The Canadian engineering giant and its project partner, Innisfree, have filed a $256-million lawsuit against McGill University Health Centre and the government of Quebec, arguing the firms are being unfairly forced to pick up the tab for additional work on the hospital, which opened last year. It was built under a public-private-partnership arrangement contracted by the province.
The P3 consortium says that, late in the building process, it was required to add 54,121 more sq ft to the hospital. The firms, which have the contract to maintain the hospital until 2044, also is claiming higher future costs based on a now larger hospital than originally planned. The added costs are “directly related to the numerous changes requested by [McGill] to enhance and expand the health complex above and beyond” the contract scope, the consortium said in a statement.
In their lawsuit, the firms said they were not given layout information, specifications and equipment lists in a timely fashion. As a result, construction crews demolished walls and ceilings only to have to rebuild them later and were forced to modify mechanical-electrical systems after they already had been installed.
McGill also refused to issue change orders but, instead, used the review process called for in the contract to impose “new requirements and changes … by repeatedly misusing the review procedure to suggest that the [consortium’s work] was not meeting specification,” SNC-Lavalin and Innisfree contend.

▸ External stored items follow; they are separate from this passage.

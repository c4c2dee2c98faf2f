//! Symbolic expression layer: explicit expression DAG plus a compiled
//! evaluation/differentiation tape

pub mod expr;
pub mod tape;

pub use expr::{BinaryOp, Expr, ExprNode, UnaryOp};
pub use tape::Tape;
impl CarPlanner {
    pub fn new(robot: &dyn CarLikeRobot, config: CarPlannerConfig) -> PlannerResult<Self> {
        if config.num_waypoints < 2 {
            return Err(PlannerError::InvalidParameter(
                "at least 2 waypoints are required".to_string(),
            ));
        }
        if config.granularity < 1 {
            return Err(PlannerError::InvalidParameter(
                "granularity must be at least 1".to_string(),
            ));
        }
        if config.t_max <= 0.0 {
            return Err(PlannerError::InvalidParameter(
                "t_max must be positive".to_string(),
            ));
        }
        let minimum_turning_radius = robot.minimum_turning_radius();
        let max_linear_velocity = robot.max_linear_velocity();
        if minimum_turning_radius <= 0.0 || max_linear_velocity <= 0.0 {
            return Err(PlannerError::InvalidParameter(
                "turning radius and max velocity must be positive".to_string(),
            ));
        }

        let info = RobotInfo {
            minimum_turning_radius,
            wheel_base: robot.wheel_base(),
            max_linear_velocity,
            max_acceleration: robot.max_acceleration(),
            max_steering_angle: robot.max_steering_angle(),
            max_curvature: 1.0 / minimum_turning_radius,
            cruise_velocity: 0.4 * max_linear_velocity,
        };

        Ok(Self {
            config,
            info,
            problem: Problem::new(),
            waypoints: Vec::new(),
            boundary: None,
        })
    }

    pub fn with_defaults(robot: &dyn CarLikeRobot) -> PlannerResult<Self> {
        Self::new(robot, CarPlannerConfig::default())
    }

    pub fn config(&self) -> &CarPlannerConfig {
        &self.config
    }

    pub fn minimum_turning_radius(&self) -> f64 {
        self.info.minimum_turning_radius
    }

    pub fn wheel_base(&self) -> f64 {
        self.info.wheel_base
    }

    pub fn max_linear_velocity(&self) -> f64 {
        self.info.max_linear_velocity
    }

    pub fn max_acceleration(&self) -> f64 {
        self.info.max_acceleration
    }

    pub fn max_steering_angle(&self) -> f64 {
        self.info.max_steering_angle
    }

    /// Curvature bound derived from the minimum turning radius
    pub fn max_curvature(&self) -> f64 {
        self.info.max_curvature
    }

    /// Velocity used to seed the initial guess
    pub fn cruise_velocity(&self) -> f64 {
        self.info.cruise_velocity
    }

    /// Underlying registry, e.g. for pattern lookups over a solved
    /// constraint vector
    pub fn problem(&self) -> &Problem {
        &self.problem
    }

    pub fn waypoints(&self) -> &[Waypoint] {
        &self.waypoints
    }

    /// Declares the decision variables: seven scalars per waypoint in the
    /// order `x, y, th, k, s, v, t`, names suffixed with the waypoint index.
    /// May only run once per instance.
    pub fn prep_problem(&mut self) -> PlannerResult<()> {
        if !self.waypoints.is_empty() {
            return Err(PlannerError::PreconditionViolation(
                "prep_problem may only run once".to_string(),
            ));
        }
        for i in 0..self.config.num_waypoints {
            let waypoint = Waypoint {
                x: self.problem.declare_variable(&format!("x{i}"))?,
                y: self.problem.declare_variable(&format!("y{i}"))?,
                theta: self.problem.declare_variable(&format!("th{i}"))?,
                k: self.problem.declare_variable(&format!("k{i}"))?,
                s: self.problem.declare_variable(&format!("s{i}"))?,
                v: self.problem.declare_variable(&format!("v{i}"))?,
                t: self.problem.declare_variable(&format!("t{i}"))?,
            };
            self.waypoints.push(waypoint);
        }
        Ok(())
    }

    /// Builds boundary, kinematic, continuity, obstacle, and time-budget
    /// constraints. Requires [`prep_problem`](CarPlanner::prep_problem);
    /// may only run once.
    pub fn prep_constraints(
        &mut self,
        initial: &State,
        final_state: &State,
        obstacles: &[Obstacle],
    ) -> PlannerResult<()> {
        if self.waypoints.is_empty() {
            return Err(PlannerError::PreconditionViolation(
                "prep_constraints requires prep_problem".to_string(),
            ));
        }
        if self.boundary.is_some() {
            return Err(PlannerError::PreconditionViolation(
                "prep_constraints may only run once".to_string(),
            ));
        }

        let n = self.config.num_waypoints;
        let granularity = self.config.granularity;
        let k_max = self.info.max_curvature;
        let v_max = self.info.max_linear_velocity;

        // Boundary conditions pin pose only; curvature and controls at the
        // endpoints stay free
        let first = &self.waypoints[0];
        let last = &self.waypoints[n - 1];
        self.problem.declare_equality("x0", first.x.clone(), initial.x)?;
        self.problem.declare_equality("y0", first.y.clone(), initial.y)?;
        self.problem
            .declare_equality("th0", first.theta.clone(), initial.theta)?;
        self.problem.declare_equality("xn", last.x.clone(), final_state.x)?;
        self.problem.declare_equality("yn", last.y.clone(), final_state.y)?;
        self.problem
            .declare_equality("thn", last.theta.clone(), final_state.theta)?;

        let mut time_sum = Expr::constant(0.0);
        for i in 1..n {
            let prev = self.waypoints[i - 1].clone();
            let cur = self.waypoints[i].clone();

            self.problem
                .declare_constraint(&format!("v{i}"), cur.v.clone(), 0.0, v_max)?;
            self.problem
                .declare_constraint(&format!("k{i}"), cur.k.clone(), -k_max, k_max)?;
            self.problem
                .declare_constraint(&format!("t{i}"), cur.t.clone(), 0.0, f64::INFINITY)?;

            // Shoot forward from waypoint i-1 with waypoint i's controls
            // held constant over the sub-steps
            let dt = cur.t.clone() * (1.0 / granularity as f64);
            let mut dx = prev.x.clone();
            let mut dy = prev.y.clone();
            let mut dth = prev.theta.clone();
            let mut dk = prev.k.clone();

            for j in 0..granularity {
                // Euler update order is significant: curvature advances
                // before it drives the heading within the same sub-step
                dk = dk + cur.s.clone() * dt.clone();
                dx = dx + cur.v.clone() * dth.cos() * dt.clone();
                dy = dy + cur.v.clone() * dth.sin() * dt.clone();
                dth = dth + dk.clone() * cur.v.clone() * dt.clone();

                self.problem.declare_constraint(
                    &format!("k_sub{j}_{i}"),
                    dk.clone(),
                    -k_max,
                    k_max,
                )?;

                self.problem
                    .declare_observation(&format!("intermediate_x{j}_{i}"), dx.clone())?;
                self.problem
                    .declare_observation(&format!("intermediate_y{j}_{i}"), dy.clone())?;
                self.problem
                    .declare_observation(&format!("intermediate_th{j}_{i}"), dth.clone())?;

                for (o, obstacle) in obstacles.iter().enumerate() {
                    self.problem.declare_constraint(
                        &format!("check_obs{o}_{j}_{i}"),
                        obstacle_clearance(&dx, &dy, obstacle),
                        0.0,
                        f64::INFINITY,
                    )?;
                }
            }

            // G2 continuity: the simulated end state must equal waypoint i
            self.problem
                .declare_equality(&format!("cont_x{i}"), cur.x.clone() - dx, 0.0)?;
            self.problem
                .declare_equality(&format!("cont_y{i}"), cur.y.clone() - dy, 0.0)?;
            self.problem
                .declare_equality(&format!("cont_th{i}"), cur.theta.clone() - dth, 0.0)?;
            self.problem
                .declare_equality(&format!("cont_k{i}"), cur.k.clone() - dk, 0.0)?;

            // Per-segment command observations for downstream playback
            self.problem
                .declare_observation(&format!("command_k{i}"), cur.k.clone())?;
            self.problem
                .declare_observation(&format!("command_v{i}"), cur.v.clone())?;
            self.problem
                .declare_observation(&format!("command_t{i}"), cur.t.clone())?;

            time_sum = time_sum + cur.t.clone();
        }

        self.problem
            .declare_constraint("time_sum", time_sum, 0.0, self.config.t_max)?;

        self.boundary = Some((*initial, *final_state));
        Ok(())
    }

    /// Discretized path-length proxy: sum of squared planar distances
    /// between consecutive waypoints.
    // TODO: weigh heading error into the metric? Plain Euclidean distance
    // underestimates curved segments.
    pub fn objective(&self) -> PlannerResult<Expr> {
        if self.waypoints.is_empty() {
            return Err(PlannerError::PreconditionViolation(
                "objective requires prep_problem".to_string(),
            ));
        }
        let mut path_length = Expr::constant(0.0);
        for (a, b) in self.waypoints.iter().tuple_windows() {
            let dx = b.x.clone() - a.x.clone();
            let dy = b.y.clone() - a.y.clone();
            path_length = path_length + dx.squared() + dy.squared();
        }
        Ok(path_length)
    }

    /// Closed-form seed for the solve: a straight line when start and goal
    /// are near-collinear, otherwise a half-circle arc, walked forward with
    /// the same Euler-style update as the constraint phase. The first
    /// waypoint is emitted at the literal initial pose before any
    /// integration step.
    pub fn initial_guess(&self) -> PlannerResult<DVector<f64>> {
        let (initial, final_state) = self.boundary.as_ref().ok_or_else(|| {
            PlannerError::MissingInput("boundary states; run prep_constraints first".to_string())
        })?;

        let dx = final_state.x - initial.x;
        let dy = final_state.y - initial.y;
        let r = 0.5 * (dx * dx + dy * dy).sqrt();
        let v = self.info.cruise_velocity;

        // A vertical displacement (dx = 0) has no finite slope and is
        // treated as the arc case; a zero displacement degenerates to the
        // straight case so the arc curvature never divides by zero
        let straight = r < 1e-9 || (dx != 0.0 && (dy / dx).abs() < 1e-2);
        let (k, distance) = if straight { (0.0, r) } else { (v / r, r * PI) };

        let n = self.config.num_waypoints;
        let total_time = distance / v;
        let dt = total_time / n as f64;

        let mut x = initial.x;
        let mut y = initial.y;
        let mut theta = initial.theta;
        let mut guess = Vec::with_capacity(n * VARIABLES_PER_WAYPOINT);
        let mut first = true;
        for _ in 0..n {
            guess.extend_from_slice(&[x, y, theta, 0.0, dt, v, k]);
            if first {
                first = false;
            } else {
                x += sign(dx) * v * theta.cos() * dt;
                y += sign(dy) * v * theta.sin() * dt;
                theta += v * k * dt;
            }
        }
        Ok(DVector::from_vec(guess))
    }

    /// Assembles the flattened NLP from the registries
    pub fn build_nlp(&self) -> PlannerResult<NlpProblem> {
        if self.boundary.is_none() {
            return Err(PlannerError::PreconditionViolation(
                "solve requires prep_constraints".to_string(),
            ));
        }
        let (constraints, lower, upper) = self.problem.all_constraints();
        Ok(NlpProblem {
            num_variables: self.problem.num_variables(),
            objective: self.objective()?,
            constraints,
            lower,
            upper,
        })
    }

    /// Hands the assembled NLP to the solver, seeded with the warm start if
    /// one is supplied and the computed initial guess otherwise. The
    /// solver's verdict is returned unmodified; convergence is the caller's
    /// concern.
    pub fn solve(
        &self,
        solver: &dyn NlpSolver,
        warm_start: Option<&DVector<f64>>,
    ) -> PlannerResult<NlpSolution> {
        let nlp = self.build_nlp()?;
        let x0 = match warm_start {
            Some(x0) => x0.clone(),
            None => self.initial_guess()?,
        };
        solver.solve(&nlp, &x0)
    }

    /// Intermediate simulated trajectory points recovered from a solved
    /// constraint-value vector
    pub fn intermediate_trajectory(&self, constraint_values: &[f64]) -> Vec<State> {
        self.problem
            .extract_by_pattern(constraint_values, "intermediate")
            .into_iter()
            .tuples()
            .map(|(x, y, theta)| State::new(x, y, theta))
            .collect()
    }

    /// Per-segment `(curvature, velocity, duration)` playback commands
    /// recovered from a solved constraint-value vector
    pub fn control_commands(&self, constraint_values: &[f64]) -> Vec<Command> {
        self.problem
            .extract_by_pattern(constraint_values, "command")
            .into_iter()
            .tuples()
            .map(|(k, v, t)| Command::new(k, v, t))
            .collect()
    }
}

But Quebec Health Minister Gaétan Barrette told the Montreal Gazette that the amount “is way, way, way over what is justified.” The consortium says it tried to hammer out a deal on the extra costs for two years before opting to go to court. The suit threatens to cast an unfavorable light on the P3 process in Canada, as the Montreal hospital was the first major project to be undertaken by a province using that approach. Barrette has defended the process, arguing that contractors, not the taxpayers, should pick up the additional costs.
The legal battle comes as SNC-Lavalin attempts to negotiate a deal with the Canadian federal government over corruption charges against former executives on big projects around the world, including the Montreal hospital. A preliminary hearing in the case is not set until fall 2018, confirms a company spokeswoman.
Former SNC-Lavalin CEO Pierre Duhaime and two other top executives allegedly funneled $17 million in bribes to executives of the hospital that awarded the construction project. Duhaime and Yanaï Elbaz, a former top hospital manager, are set to go on trial on corruption charges in September 2017.